Iran's Minister of Petroleum Bijan Namdar Zangeneh (bottom L) speaks to journalists at the 168th Ordinary meeting of the Conference of the Organization of the Petroleum Exporting Countries OPEC at the OPEC headquarters in Vienna, on December 4, 2015. 

JOE KLAMAR | AFP | Getty Images

Iran’s Minister of Petroleum Bijan Namdar Zangeneh (bottom L) speaks to journalists at the 168th Ordinary meeting of the Conference of the Organization of the Petroleum Exporting Countries OPEC at the OPEC headquarters in Vienna, on December 4, 2015. 

It’s no secret that Iran and Saudi Arabia are not the best of friends on the global geopolitical stage, but the arch-rivals have to share a space when the influential oil producing group OPEC meets Thursday.

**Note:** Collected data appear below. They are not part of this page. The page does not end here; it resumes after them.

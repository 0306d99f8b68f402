// Copyright 2023 TiKV Project Authors. Licensed under Apache-2.0.

//! An interval map from sub-ranges of the task key space to timestamps.
//!
//! The map keeps two indices: a `BTreeMap` keyed by start key for range
//! queries, and a `(value, start key)` set for fetching the minimum in
//! `O(log n)`. Sub-ranges partition the task's key space with no gaps and no
//! overlaps; a freshly created map holds the initial value (usually zero,
//! which reads as "not yet reported") over every task range.

use std::{
    cmp::Ordering,
    collections::{BTreeMap, BTreeSet},
    ops::Bound,
};

use crate::{
    errors::{Error, Result},
    types::{cmp_end_key, collapse, KeyRange, TimeStamp},
};

#[derive(Debug, Clone, PartialEq, Eq)]
struct Segment {
    end_key: Vec<u8>,
    ts: TimeStamp,
}

#[derive(Debug, Default, Clone)]
pub struct ValueSortedFull {
    segments: BTreeMap<Vec<u8>, Segment>,
    by_value: BTreeSet<(TimeStamp, Vec<u8>)>,
}

impl ValueSortedFull {
    /// Create a map covering `ranges`, every sub-range holding `init`.
    pub fn new(ranges: Vec<KeyRange>, init: TimeStamp) -> Self {
        let mut this = Self::default();
        for range in collapse(ranges) {
            this.insert_segment(range.start_key, range.end_key, init);
        }
        this
    }

    pub fn is_empty(&self) -> bool {
        self.segments.is_empty()
    }

    pub fn len(&self) -> usize {
        self.segments.len()
    }

    /// The minimum timestamp over all sub-ranges. Zero when some sub-range
    /// was never reported (or when the map holds nothing at all).
    pub fn min_value(&self) -> TimeStamp {
        self.by_value
            .iter()
            .next()
            .map(|(ts, _)| *ts)
            .unwrap_or_else(TimeStamp::zero)
    }

    /// One of the sub-ranges holding the minimum.
    pub fn min_segment(&self) -> Option<(KeyRange, TimeStamp)> {
        let (ts, start) = self.by_value.iter().next()?;
        let seg = &self.segments[start];
        Some((KeyRange::new(start.clone(), seg.end_key.clone()), *ts))
    }

    /// All sub-ranges holding the minimum, in key order. These are the
    /// bottleneck of advancing.
    pub fn min_segments(&self) -> Vec<KeyRange> {
        let min = self.min_value();
        let mut result: Vec<KeyRange> = self
            .by_value
            .iter()
            .take_while(|(ts, _)| *ts == min)
            .map(|(_, start)| {
                let seg = &self.segments[start];
                KeyRange::new(start.clone(), seg.end_key.clone())
            })
            .collect();
        result.sort_by(|a, b| a.start_key.cmp(&b.start_key));
        result
    }

    /// Visit the sub-ranges in key order.
    pub fn traverse(&self, mut cb: impl FnMut(KeyRange, TimeStamp)) {
        for (start, seg) in &self.segments {
            cb(KeyRange::new(start.clone(), seg.end_key.clone()), seg.ts);
        }
    }

    /// Update `[range.start_key, range.end_key)` to `ts`. Sub-ranges that
    /// straddle the boundary are split there; the portion covered by `range`
    /// takes the new value (last writer wins), everything outside is
    /// untouched. Portions of `range` outside the task key space are dropped.
    pub fn merge(&mut self, range: KeyRange, ts: TimeStamp) -> Result<()> {
        if !range.end_key.is_empty() && range.start_key >= range.end_key {
            return Err(Error::InvalidRange { range });
        }

        let touched = self.take_overlapping(&range);
        if touched.is_empty() {
            return Ok(());
        }

        let mut covered: Vec<(Vec<u8>, Vec<u8>)> = Vec::with_capacity(touched.len());
        for (start, seg) in touched {
            // The part on the left of the queried range keeps its old value.
            if start < range.start_key {
                self.insert_segment(start.clone(), range.start_key.clone(), seg.ts);
            }
            let cov_start = std::cmp::max(start, range.start_key.clone());
            let cov_end = match cmp_end_key(&seg.end_key, &range.end_key) {
                Ordering::Less | Ordering::Equal => seg.end_key.clone(),
                Ordering::Greater => range.end_key.clone(),
            };
            // ...so does the part on the right.
            if cmp_end_key(&seg.end_key, &range.end_key) == Ordering::Greater {
                self.insert_segment(range.end_key.clone(), seg.end_key, seg.ts);
            }
            covered.push((cov_start, cov_end));
        }

        // Contiguous covered parts get the same value, write them back as one
        // segment so the map doesn't grow with every event.
        covered.sort_by(|a, b| a.0.cmp(&b.0));
        let mut merged: Vec<(Vec<u8>, Vec<u8>)> = Vec::with_capacity(covered.len());
        for (start, end) in covered {
            match merged.last_mut() {
                Some(last) if last.1 == start => last.1 = end,
                _ => merged.push((start, end)),
            }
        }
        for (start, end) in merged {
            self.insert_segment(start.clone(), end.clone(), ts);
            self.coalesce_with_left_neighbor(&start);
            self.coalesce_with_right_neighbor(&end);
        }
        Ok(())
    }

    /// Remove and return every segment overlapping `range`, in key order.
    fn take_overlapping(&mut self, range: &KeyRange) -> Vec<(Vec<u8>, Segment)> {
        let mut starts: Vec<Vec<u8>> = Vec::new();
        if let Some((start, seg)) = self
            .segments
            .range::<[u8], _>((
                Bound::Unbounded,
                Bound::Included(range.start_key.as_slice()),
            ))
            .next_back()
        {
            if cmp_end_key(&seg.end_key, &range.start_key) == Ordering::Greater {
                starts.push(start.clone());
            }
        }
        let upper: (Bound<&[u8]>, Bound<&[u8]>) = if range.end_key.is_empty() {
            (Bound::Excluded(range.start_key.as_slice()), Bound::Unbounded)
        } else {
            (
                Bound::Excluded(range.start_key.as_slice()),
                Bound::Excluded(range.end_key.as_slice()),
            )
        };
        starts.extend(self.segments.range::<[u8], _>(upper).map(|(k, _)| k.clone()));

        starts
            .into_iter()
            .map(|start| {
                let seg = self.remove_segment(&start);
                (start, seg)
            })
            .collect()
    }

    fn insert_segment(&mut self, start: Vec<u8>, end: Vec<u8>, ts: TimeStamp) {
        self.by_value.insert((ts, start.clone()));
        self.segments.insert(start, Segment { end_key: end, ts });
    }

    fn remove_segment(&mut self, start: &[u8]) -> Segment {
        let seg = self.segments.remove(start).expect("segment vanished");
        self.by_value.remove(&(seg.ts, start.to_vec()));
        seg
    }

    fn coalesce_with_left_neighbor(&mut self, start: &[u8]) {
        if start.is_empty() {
            return;
        }
        let this = match self.segments.get(start) {
            Some(seg) => seg.clone(),
            None => return,
        };
        let left = self
            .segments
            .range::<[u8], _>((Bound::Unbounded, Bound::Excluded(start)))
            .next_back()
            .map(|(k, v)| (k.clone(), v.clone()));
        if let Some((left_start, left_seg)) = left {
            if left_seg.end_key.as_slice() == start && left_seg.ts == this.ts {
                self.remove_segment(start);
                self.remove_segment(&left_start);
                self.insert_segment(left_start, this.end_key, this.ts);
            }
        }
    }

    fn coalesce_with_right_neighbor(&mut self, end: &[u8]) {
        if end.is_empty() {
            return;
        }
        let right = match self.segments.get(end) {
            Some(seg) => seg.clone(),
            None => return,
        };
        let left = self
            .segments
            .range::<[u8], _>((Bound::Unbounded, Bound::Excluded(end)))
            .next_back()
            .map(|(k, v)| (k.clone(), v.clone()));
        if let Some((left_start, left_seg)) = left {
            if left_seg.end_key.as_slice() == end && left_seg.ts == right.ts {
                self.remove_segment(end);
                self.remove_segment(&left_start);
                self.insert_segment(left_start, right.end_key, right.ts);
            }
        }
    }
}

CNBC spoke to oil market experts to get their take on how and whether Saudi Arabia and Iran manage to keep OPEC talks strictly professional when they clash so frequently in the real world and over oil.

The biggest bone of contention right now between fellow OPEC members Saudi Arabia and Iran are U.S. sanctions on the latter which have damaged its oil industry.

Understandably, Iran is not too happy with Saudi Arabia’s contention that it can easily replace Iran’s lost oil supply. As such, OPEC meetings can be tense affairs for Saudi and Iranian delegates.

“I have heard that there has been considerable tension in recent meetings, and that the Iranian OPEC governor has not minced words,” Helima Croft, head of commodity strategy at RBC Capital, told CNBC Wednesday.

“And the sheer fact that Saudi Arabia surged production to help back out Iranian barrels means that geopolitics has played a role in production policy,” she added.